# tgs07 mounting removing question



## hosenfeffer (Nov 23, 2008)

Any body make a stand or dolly for the tgs07 or similar tailgate spreader? Did a search that came up short, sorry if this is a rehashed question. This is for one person to mount dismount unit hopefully empty! thanks


----------



## CCL LLC (Jun 28, 2011)

hosenfeffer;1321692 said:


> Any body make a stand or dolly for the tgs07 or similar tailgate spreader? Did a search that came up short, sorry if this is a rehashed question. This is for one person to mount dismount unit hopefully empty! thanks


I have 2 cinder blocks with a 2x8 on top, it sits there perfectly.
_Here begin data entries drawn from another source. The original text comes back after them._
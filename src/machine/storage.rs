//! Where the current state value lives.
//!
//! By default a machine owns its state. A host that keeps the state inside a
//! larger object can supply its own [`StateStorage`], or an accessor/mutator
//! pair through [`ExternalStorage`].

/// Read/write access to the current state of a machine.
pub trait StateStorage<S> {
    /// The current state.
    fn load(&self) -> S;

    /// Replace the current state.
    fn store(&mut self, state: S);
}

/// State owned by the machine itself.
#[derive(Debug, Clone)]
pub struct InternalStorage<S> {
    state: S,
}

impl<S> InternalStorage<S> {
    pub fn new(initial: S) -> Self {
        Self { state: initial }
    }
}

impl<S: Clone> StateStorage<S> for InternalStorage<S> {
    fn load(&self) -> S {
        self.state.clone()
    }

    fn store(&mut self, state: S) {
        self.state = state;
    }
}

/// State kept elsewhere, reached through an accessor and a mutator.
///
/// # Example
///
/// ```rust
/// use stateful::machine::{ExternalStorage, StateStorage};
/// use std::cell::Cell;
/// use std::rc::Rc;
///
/// let cell = Rc::new(Cell::new(1));
/// let mut storage = {
///     let (read, write) = (Rc::clone(&cell), Rc::clone(&cell));
///     ExternalStorage::new(move || read.get(), move |s| write.set(s))
/// };
///
/// storage.store(2);
/// assert_eq!(cell.get(), 2);
/// assert_eq!(storage.load(), 2);
/// ```
pub struct ExternalStorage<A, M> {
    accessor: A,
    mutator: M,
}

impl<A, M> ExternalStorage<A, M> {
    pub fn new(accessor: A, mutator: M) -> Self {
        Self { accessor, mutator }
    }
}

impl<S, A, M> StateStorage<S> for ExternalStorage<A, M>
where
    A: Fn() -> S,
    M: FnMut(S),
{
    fn load(&self) -> S {
        (self.accessor)()
    }

    fn store(&mut self, state: S) {
        (self.mutator)(state)
    }
}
Sometime I throw a 5 gallon bucket under the tongue for some extra support.


----------



## hosenfeffer (Nov 23, 2008)

took an old HD furniture dolly last night and made a 2x frame on top with a 1/2 plywood sheet on top of that with an old small floor jack on the dolly frame seems to be a moveable set up. Will see what happens when there is some weight in it.
Just want to back up to the garage and unhook and wheel it out of the way.


----------



## jfarme02 (Nov 29, 2011)

I just purchased the same spreader and wonder if anyone has come up with any new ways to remove/install the spreader?


----------



## plowinli (Dec 18, 2007)

We make one also with 2x's, plywood and dolly wheels but becareful not to make too high because your truck hieght will change with plow and or ballast. We made ours shorter and cut wedges out of 2x4's to adjust the hieght.


----------



## truckitup (Aug 21, 2011)

Motorcycle jack, and build a wooden jig so that it will hold both the hitch part and the back, then I strap it. I can remove or install easy at any height.


----------



## jfarme02 (Nov 29, 2011)

Do either of you have pictures? I have a 4-wheeler jack that might work...


----------



## truckitup (Aug 21, 2011)

I cant send picks on this site do not know why. my email is [email protected] send me a emil and I can send you some picks.


----------



## Nutz4Plowing (Apr 24, 2012)

I use a refrigerator two wheel hand truck. It has a strap that goes around the unit and works great...Empty that is...Just a ratchet strap, and the lip under the frame and wheel it on and off with ease. No pics for you...sorry GL


----------